• [TASK INPUT]:

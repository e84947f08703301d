//! Heart Rate Measurement value.
//!
//! Wire layout (2 bytes, little-endian u16):
//! ```text
//! Byte 0: presentation flags (0x06 = uint8 heart-rate-value format)
//! Byte 1: latest raw sensor reading
//! ```
//! The value is a single overwritten slot, not a queue: if samples
//! arrive faster than notifications go out, intermediate readings are
//! coalesced and only the latest survives.

use crate::config::MEASUREMENT_FLAGS;

/// Current Heart Rate Measurement value.
#[derive(Clone, Copy, Debug, Default, PartialEq, Eq)]
#[cfg_attr(feature = "defmt", derive(defmt::Format))]
pub struct Measurement(u16);

impl Measurement {
    /// Overwrite with a freshly ingested raw sample.
    pub fn update(&mut self, raw: u8) {
        self.0 = (raw as u16) << 8 | MEASUREMENT_FLAGS as u16;
    }

    /// Composite value: high byte raw reading, low byte flags.
    pub fn value(&self) -> u16 {
        self.0
    }

    /// Notification payload bytes (flags first on the wire).
    pub fn to_le_bytes(&self) -> [u8; 2] {
        self.0.to_le_bytes()
    }
}
//! Integration tests for the hr2ble peripheral core.
//!
//! Drives the full lifecycle the way the embedded event loop does:
//! host ready -> register -> advertise -> connect -> ingest -> notify.

use hr2ble::config::{HRS_CHANNEL_ID, MEASUREMENT_FLAGS};
use hr2ble::gatt::ccc::CCC_NOTIFY;
use hr2ble::peripheral::{Peripheral, SetupState};

#[derive(Clone, Copy, Debug, PartialEq, Eq)]
struct Conn(u8);

#[test]
fn full_lifecycle_scenario() {
    let mut p: Peripheral<Conn> = Peripheral::new();

    // Boot: host ready, attribute table registered, advertising up.
    p.on_host_ready(true).expect("host ready");
    p.mark_registered().expect("register once");
    p.advertising_started(true).expect("advertising");

    // Central connects and subscribes.
    p.on_connected(Conn(1), 0).expect("clean connect");
    p.on_ccc_changed(0, CCC_NOTIFY);
    assert!(p.is_subscribed(0));

    // A sample on the heart-rate channel becomes a notification.
    let n = p.on_sample(HRS_CHANNEL_ID, 0x4B).expect("notification effect");
    assert_eq!(n.conn, Conn(1));
    assert_eq!(n.value, 0x4B06);
    assert_eq!(n.payload(), [MEASUREMENT_FLAGS, 0x4B]);

    // Central goes away: handle cleared, next sample is stored but not
    // delivered.
    p.on_disconnected(0x13);
    assert_eq!(p.state(), SetupState::Advertising);
    assert!(p.on_sample(HRS_CHANNEL_ID, 0x50).is_none());
    assert_eq!(p.measurement(), 0x5006);

    // New central: the stale subscription is gone, delivery resumes.
    p.on_connected(Conn(2), 0).expect("reconnect");
    assert!(!p.is_subscribed(0));
    let n = p.on_sample(HRS_CHANNEL_ID, 0x52).expect("notification effect");
    assert_eq!(n.conn, Conn(2));
    assert_eq!(n.value, 0x5206);
}

#[test]
fn sensor_burst_coalesces_to_latest_value() {
    let mut p: Peripheral<Conn> = Peripheral::new();
    p.on_host_ready(true).unwrap();
    p.mark_registered().unwrap();
    p.advertising_started(true).unwrap();
    p.on_connected(Conn(9), 0).unwrap();

    // Every accepted sample yields a fresh effect carrying the value at
    // ingest time; the stored value always tracks the last one.
    let mut last = None;
    for b in [60, 61, 63, 70, 72] {
        last = p.on_sample(HRS_CHANNEL_ID, b);
    }
    assert_eq!(last.unwrap().value, 72 << 8 | MEASUREMENT_FLAGS as u16);
    assert_eq!(p.measurement(), 72 << 8 | MEASUREMENT_FLAGS as u16);
}

#[test]
fn failed_boot_never_reaches_advertising() {
    let mut p: Peripheral<Conn> = Peripheral::new();
    assert!(p.on_host_ready(false).is_err());
    assert_eq!(p.state(), SetupState::Failed);
    assert!(p.mark_registered().is_err());
    assert!(p.on_sample(HRS_CHANNEL_ID, 0x40).is_none());
    assert_eq!(p.measurement(), 0x4006); // stored even while failed
}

• [WHAT NEEDS TO BE DONE]:
Within the records above, the line carrying "assert_eq!(p.measurement(), 0x4006); //" starts the range and the last line ends it. Set down that range exactly.

• [OUTPUT]:
    assert_eq!(p.measurement(), 0x4006); // stored even while failed
}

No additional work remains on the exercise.